**Task details:**
Please restate, word for word, each line from the one containing "into pending purge" through the end of the entries below.
--------------------------------
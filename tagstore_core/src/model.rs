//! Tag record definitions
//!
//! A [`Tag`] is keyed by a content-derived id. Everything except `name` is
//! carried through reconciliation without influencing that id.

use crate::error::{Result, ValidationError};
use serde::{Deserialize, Serialize};
use std::collections::BTreeMap;

/// Opaque per-tag attributes, kept in key order
pub type Attributes = BTreeMap<String, serde_json::Value>;

/// Trash lifecycle of a tag
#[derive(Debug, Clone, Copy, PartialEq, Eq, Hash, Default, Serialize, Deserialize)]
#[serde(rename_all = "camelCase")]
pub enum TrashState {
    #[default]
    Active,
    Trashed,
    /// Scheduled for permanent deletion; the id must stay stable
    PendingPurge,
}

impl TrashState {
    /// Numeric code used by storage backends
    pub fn as_code(self) -> i64 {
        match self {
            TrashState::Active => 0,
            TrashState::Trashed => 1,
            TrashState::PendingPurge => 2,
        }
    }
}

impl TryFrom<i64> for TrashState {
    type Error = ValidationError;

    fn try_from(code: i64) -> std::result::Result<Self, Self::Error> {
        match code {
            0 => Ok(TrashState::Active),
            1 => Ok(TrashState::Trashed),
            2 => Ok(TrashState::PendingPurge),
            other => Err(ValidationError::invalid_parameter(
                "trash_state",
                &format!("unknown trash state code {other}"),
            )),
        }
    }
}

impl std::fmt::Display for TrashState {
    fn fmt(&self, f: &mut std::fmt::Formatter<'_>) -> std::fmt::Result {
        let label = match self {
            TrashState::Active => "active",
            TrashState::Trashed => "trashed",
            TrashState::PendingPurge => "pending-purge",
        };
        f.write_str(label)
    }
}

/// Tag record
#[derive(Debug, Clone, PartialEq, Serialize, Deserialize)]
#[serde(rename_all = "camelCase")]
pub struct Tag {
    /// Storage key; `None` until the record is first persisted
    #[serde(default)]
    pub id: Option<String>,
    pub name: String,
    pub profile_id: String,
    #[serde(default)]
    pub trash_state: TrashState,
    #[serde(default)]
    pub attributes: Attributes,
}

impl Tag {
    /// Create an unsaved tag record
    pub fn new(name: impl Into<String>, profile_id: impl Into<String>) -> Self {
        Self {
            id: None,
            name: name.into(),
            profile_id: profile_id.into(),
            trash_state: TrashState::Active,
            attributes: Attributes::new(),
        }
    }

    /// Whether the record has never been stored
    pub fn is_new(&self) -> bool {
        self.id.is_none()
    }

    pub fn is_pending_purge(&self) -> bool {
        self.trash_state == TrashState::PendingPurge
    }

    /// Id of a stored record, or an error for a record that was never saved
    pub fn require_id(&self) -> Result<&str> {
        self.id
            .as_deref()
            .ok_or_else(|| crate::error::PersistenceError::MissingId.into())
    }
}

/// Request for a fresh tag, as issued once per name by batch creation
#[derive(Debug, Clone, PartialEq, Default, Serialize, Deserialize)]
#[serde(rename_all = "camelCase")]
pub struct TagDraft {
    pub name: String,
    pub profile_id: String,
    #[serde(default)]
    pub attributes: Attributes,
}

impl TagDraft {
    pub fn new(name: impl Into<String>, profile_id: impl Into<String>) -> Self {
        Self {
            name: name.into(),
            profile_id: profile_id.into(),
            attributes: Attributes::new(),
        }
    }

    /// Attach shared attributes to the draft
    pub fn with_attributes(mut self, attributes: Attributes) -> Self {
        self.attributes = attributes;
        self
    }
}

/// Changes applied to a record while it is reconciled
#[derive(Debug, Clone, PartialEq, Default, Serialize, Deserialize)]
#[serde(rename_all = "camelCase")]
pub struct TagPatch {
    pub name: Option<String>,
    pub profile_id: Option<String>,
    pub trash_state: Option<TrashState>,
    #[serde(default)]
    pub attributes: Attributes,
}

impl TagPatch {
    pub fn new() -> Self {
        Self::default()
    }

    pub fn rename(name: impl Into<String>) -> Self {
        Self::new().with_name(name)
    }

    pub fn with_name(mut self, name: impl Into<String>) -> Self {
        self.name = Some(name.into());
        self
    }

    pub fn with_profile(mut self, profile_id: impl Into<String>) -> Self {
        self.profile_id = Some(profile_id.into());
        self
    }

    pub fn with_trash_state(mut self, trash_state: TrashState) -> Self {
        self.trash_state = Some(trash_state);
        self
    }

    pub fn with_attribute(mut self, key: impl Into<String>, value: serde_json::Value) -> Self {
        self.attributes.insert(key.into(), value);
        self
    }

    /// Whether this patch moves the record into pending purge
    pub fn is_pending_purge(&self) -> bool {
        self.trash_state == Some(TrashState::PendingPurge)
    }
}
--------------------------------
**Solution for this problem:**
    /// Whether this patch moves the record into pending purge
    pub fn is_pending_purge(&self) -> bool {
        self.trash_state == Some(TrashState::PendingPurge)
    }
}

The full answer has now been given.